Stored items
----

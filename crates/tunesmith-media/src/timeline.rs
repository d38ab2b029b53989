//! Ordered clip timeline and the edits that can be made to its sources.

use std::path::{Path, PathBuf};
use std::sync::Arc;

use tokio::sync::{Mutex, broadcast};
use tracing::{debug, info};

use tunesmith_types::sanitize_file_name;

use crate::error::TransformError;
use crate::executor::TransformExecutor;
use crate::job::{OpKind, TargetFormat, TransformJob};
use crate::probe::MediaProbe;
use crate::waveform::WaveformExtractor;

/// One audio file placed on the timeline.  Clips never overlap: each starts
/// where the previous one ends.
#[derive(Debug, Clone, PartialEq)]
pub struct AudioClip {
    pub source_ref: PathBuf,
    pub timeline_offset_ms: u64,
    pub duration_ms: u64,
    /// Empty until extraction finishes (or when the source can't be
    /// decoded).
    pub waveform: Vec<f32>,
}

impl AudioClip {
    pub fn end_ms(&self) -> u64 {
        self.timeline_offset_ms + self.duration_ms
    }
}

#[derive(Debug, Clone, PartialEq)]
pub enum TimelineEvent {
    ClipAdded(AudioClip),
    WaveformReady { source_ref: PathBuf, points: usize },
    ClipRemoved(AudioClip),
    Cleared,
}

#[derive(Debug, Clone)]
pub struct EditorConfig {
    /// Where edited files are written.
    pub output_dir: PathBuf,
    pub trim_format: TargetFormat,
    /// Format for volume edits and concatenations.
    pub edit_format: TargetFormat,
    pub event_capacity: usize,
}

impl Default for EditorConfig {
    fn default() -> Self {
        Self {
            output_dir: PathBuf::from("edits"),
            trim_format: TargetFormat::wav(),
            edit_format: TargetFormat::default(),
            event_capacity: 64,
        }
    }
}

/// A finished edit.
#[derive(Debug, Clone, PartialEq, Eq)]
pub struct EditOutput {
    pub path: PathBuf,
    pub duration_ms: u64,
    pub operation: OpKind,
}

#[derive(Clone)]
pub struct TimelineEditor {
    inner: Arc<Inner>,
}

struct Inner {
    clips: Mutex<Vec<AudioClip>>,
    events: broadcast::Sender<TimelineEvent>,
    probe: Arc<dyn MediaProbe>,
    waveforms: WaveformExtractor,
    executor: TransformExecutor,
    config: EditorConfig,
}

impl TimelineEditor {
    pub fn new(
        probe: Arc<dyn MediaProbe>,
        waveforms: WaveformExtractor,
        executor: TransformExecutor,
        config: EditorConfig,
    ) -> Self {
        let (events, _) = broadcast::channel(config.event_capacity.max(1));
        Self {
            inner: Arc::new(Inner {
                clips: Mutex::new(Vec::new()),
                events,
                probe,
                waveforms,
                executor,
                config,
            }),
        }
    }

    pub fn subscribe(&self) -> broadcast::Receiver<TimelineEvent> {
        self.inner.events.subscribe()
    }

    // ── clip list ───────────────────────────────────────────────────────────

    /// Append `refs` in order.  Durations are probed up front, so a source
    /// that can't be read leaves the timeline untouched.  Waveforms are
    /// filled in later.
    pub async fn add_clips<I, P>(&self, refs: I) -> Result<Vec<AudioClip>, TransformError>
    where
        I: IntoIterator<Item = P>,
        P: Into<PathBuf>,
    {
        let mut probed = Vec::new();
        for source in refs {
            let source = source.into();
            let duration_ms = self.inner.probe.duration_ms(&source).await?;
            probed.push((source, duration_ms));
        }

        let added = {
            let mut clips = self.inner.clips.lock().await;
            let mut offset = clips.last().map_or(0, AudioClip::end_ms);
            let mut added = Vec::with_capacity(probed.len());
            for (source_ref, duration_ms) in probed {
                let clip = AudioClip {
                    source_ref,
                    timeline_offset_ms: offset,
                    duration_ms,
                    waveform: Vec::new(),
                };
                offset = clip.end_ms();
                clips.push(clip.clone());
                added.push(clip);
            }
            added
        };

        for clip in &added {
            debug!(source = %clip.source_ref.display(), offset_ms = clip.timeline_offset_ms, "clip added");
            let _ = self.inner.events.send(TimelineEvent::ClipAdded(clip.clone()));
            self.spawn_waveform(clip.source_ref.clone());
        }
        Ok(added)
    }

    fn spawn_waveform(&self, source_ref: PathBuf) {
        let inner = Arc::clone(&self.inner);
        tokio::spawn(async move {
            let points = inner.waveforms.extract(&source_ref).await;
            if points.is_empty() {
                return;
            }
            let updated = {
                let mut clips = inner.clips.lock().await;
                let mut updated = false;
                for clip in clips.iter_mut().filter(|c| c.source_ref == source_ref) {
                    clip.waveform = points.clone();
                    updated = true;
                }
                updated
            };
            // The clip may have been removed while decoding.
            if updated {
                let _ = inner.events.send(TimelineEvent::WaveformReady {
                    source_ref,
                    points: points.len(),
                });
            }
        });
    }

    pub async fn remove_last(&self) -> Option<AudioClip> {
        let removed = self.inner.clips.lock().await.pop()?;
        let _ = self.inner.events.send(TimelineEvent::ClipRemoved(removed.clone()));
        Some(removed)
    }

    pub async fn clear(&self) {
        self.inner.clips.lock().await.clear();
        let _ = self.inner.events.send(TimelineEvent::Cleared);
    }

    pub async fn clips(&self) -> Vec<AudioClip> {
        self.inner.clips.lock().await.clone()
    }

    pub async fn total_duration_ms(&self) -> u64 {
        self.inner
            .clips
            .lock()
            .await
            .last()
            .map_or(0, AudioClip::end_ms)
    }

    // ── edits ───────────────────────────────────────────────────────────────

    /// Cut `[start_ms, end_ms)` of `source` into `<output_dir>/<name>.wav`.
    pub async fn trim(
        &self,
        source: &Path,
        start_ms: u64,
        end_ms: u64,
        destination_name: &str,
    ) -> Result<EditOutput, TransformError> {
        let duration = self.source_duration(source).await?;
        let format = self.inner.config.trim_format;
        let job = TransformJob::trim(
            source,
            start_ms,
            end_ms,
            Some(duration),
            format,
            self.destination(destination_name, format),
        )?;
        self.run(job, end_ms - start_ms).await
    }

    /// Scale `[start_ms, end_ms)` of `source` by `gain`, leaving the rest
    /// of it as is.
    pub async fn adjust_volume(
        &self,
        source: &Path,
        start_ms: u64,
        end_ms: u64,
        gain: f32,
        destination_name: &str,
    ) -> Result<EditOutput, TransformError> {
        let duration = self.source_duration(source).await?;
        let format = self.inner.config.edit_format;
        let job = TransformJob::volume_adjust(
            source,
            start_ms,
            end_ms,
            gain,
            Some(duration),
            format,
            self.destination(destination_name, format),
        )?;
        self.run(job, duration).await
    }

    /// Join `refs` in order into one file.
    pub async fn concatenate(
        &self,
        refs: &[PathBuf],
        destination_name: &str,
    ) -> Result<EditOutput, TransformError> {
        if refs.is_empty() {
            return Err(TransformError::Validation(
                "nothing to concatenate".into(),
            ));
        }
        let mut total = 0;
        for source in refs {
            total += self.source_duration(source).await?;
        }
        let format = self.inner.config.edit_format;
        let job = TransformJob::concatenate(
            refs.to_vec(),
            format,
            self.destination(destination_name, format),
        )?;
        self.run(job, total).await
    }

    /// Export the whole timeline as one file.
    pub async fn concatenate_timeline(
        &self,
        destination_name: &str,
    ) -> Result<EditOutput, TransformError> {
        let refs: Vec<PathBuf> = self
            .clips()
            .await
            .into_iter()
            .map(|c| c.source_ref)
            .collect();
        self.concatenate(&refs, destination_name).await
    }

    async fn run(&self, job: TransformJob, duration_ms: u64) -> Result<EditOutput, TransformError> {
        let operation = job.kind();
        let path = self.inner.executor.execute(job).await?;
        info!(%operation, path = %path.display(), duration_ms, "edit saved");
        Ok(EditOutput {
            path,
            duration_ms,
            operation,
        })
    }

    /// Duration of a timeline clip, or a fresh probe for other files.
    async fn source_duration(&self, source: &Path) -> Result<u64, TransformError> {
        let known = self
            .inner
            .clips
            .lock()
            .await
            .iter()
            .find(|c| c.source_ref == source)
            .map(|c| c.duration_ms);
        match known {
            Some(ms) => Ok(ms),
            None => self.inner.probe.duration_ms(source).await,
        }
    }

    fn destination(&self, name: &str, format: TargetFormat) -> PathBuf {
        self.inner
            .config
            .output_dir
            .join(sanitize_file_name(name, format.codec.extension()))
    }
}
//! Error types for the task lifecycle.
//!
//! [`TaskError`] is what every public lifecycle operation returns.  The
//! collaborator errors ([`ClientError`], [`DownloadError`]) are narrower and
//! convert into it so callers only ever match one enum.

use thiserror::Error;

use crate::task::{FailureReason, TaskStatus};

/// All errors surfaced by the task lifecycle manager and its store.
#[derive(Debug, Error)]
pub enum TaskError {
    /// Transient transport failure talking to the generation service or the
    /// download source.
    #[error("network error: {0}")]
    Network(String),

    /// The generation service explicitly reported a failure or sent a
    /// response we cannot use.
    #[error("server error: {0}")]
    Server(String),

    /// Disk or permission failure while resolving or moving a file.
    #[error("storage error: {0}")]
    Storage(String),

    /// Caller-supplied arguments were rejected before any I/O.
    #[error("invalid argument: {0}")]
    Validation(String),

    /// Propagated from the SQLite store.
    #[error("database error: {0}")]
    Database(#[from] sqlx::Error),

    /// No task with the given id (or title) exists.
    #[error("task not found: {0}")]
    NotFound(String),

    /// The requested operation is not valid from the task's current state.
    #[error("task {task_id} cannot move from {from} to {to}")]
    InvalidTransition {
        task_id: String,
        from: TaskStatus,
        to: TaskStatus,
    },
}

impl TaskError {
    /// Whether retrying the same operation later could succeed.
    pub fn is_transient(&self) -> bool {
        matches!(self, TaskError::Network(_))
    }

    /// The persisted failure reason this error maps to, if it should fail a
    /// task at all.  Validation and bookkeeping errors never do.
    pub fn failure_reason(&self) -> Option<FailureReason> {
        match self {
            TaskError::Network(_) => Some(FailureReason::Network),
            TaskError::Server(_) => Some(FailureReason::Server),
            TaskError::Storage(_) => Some(FailureReason::Storage),
            _ => None,
        }
    }
}

/// Errors from the generation service client.
#[derive(Debug, Error)]
pub enum ClientError {
    /// Connect/timeout/body errors and 5xx or 429 responses.
    #[error("network error: {0}")]
    Network(String),

    /// 4xx responses, undecodable bodies and responses missing required
    /// fields.
    #[error("server error: {0}")]
    Server(String),

    /// The seed audio for a continuation could not be read.
    #[error("failed to read seed audio: {0}")]
    Io(#[from] std::io::Error),
}

impl ClientError {
    pub fn is_transient(&self) -> bool {
        matches!(self, ClientError::Network(_))
    }
}

impl From<reqwest::Error> for ClientError {
    fn from(e: reqwest::Error) -> Self {
        if e.is_decode() {
            return ClientError::Server(format!("malformed response: {e}"));
        }
        match e.status() {
            Some(status) if status.is_server_error() || status.as_u16() == 429 => {
                ClientError::Network(e.to_string())
            }
            Some(_) => ClientError::Server(e.to_string()),
            None => ClientError::Network(e.to_string()),
        }
    }
}

impl From<ClientError> for TaskError {
    fn from(e: ClientError) -> Self {
        match e {
            ClientError::Network(m) => TaskError::Network(m),
            ClientError::Server(m) => TaskError::Server(m),
            ClientError::Io(e) => TaskError::Storage(e.to_string()),
        }
    }
}

/// Errors from the download manager.
#[derive(Debug, Error)]
pub enum DownloadError {
    #[error("download failed: {0}")]
    Network(String),

    #[error("download storage error: {0}")]
    Storage(#[from] std::io::Error),

    #[error("unknown download id: {0}")]
    UnknownDownload(String),
}

impl From<reqwest::Error> for DownloadError {
    fn from(e: reqwest::Error) -> Self {
        DownloadError::Network(e.to_string())
    }
}

impl From<DownloadError> for TaskError {
    fn from(e: DownloadError) -> Self {
        match e {
            DownloadError::Network(m) => TaskError::Network(m),
            DownloadError::Storage(e) => TaskError::Storage(e.to_string()),
            DownloadError::UnknownDownload(id) => {
                TaskError::Storage(format!("download {id} is not known to the download manager"))
            }
        }
    }
}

----

▸ ABOUT THIS EXERCISE: Beginning at the first line of the data above, retype each line until you reach the line containing "previous one ends.", and include that one too. Add nothing else.

▸ RESPONSE TO THIS EXERCISE:
filename crates/tunesmith-media/src/timeline.rs
repository d38ab2b029b53989
//! Ordered clip timeline and the edits that can be made to its sources.

use std::path::{Path, PathBuf};
use std::sync::Arc;

use tokio::sync::{Mutex, broadcast};
use tracing::{debug, info};

use tunesmith_types::sanitize_file_name;

use crate::error::TransformError;
use crate::executor::TransformExecutor;
use crate::job::{OpKind, TargetFormat, TransformJob};
use crate::probe::MediaProbe;
use crate::waveform::WaveformExtractor;

/// One audio file placed on the timeline.  Clips never overlap: each starts
/// where the previous one ends.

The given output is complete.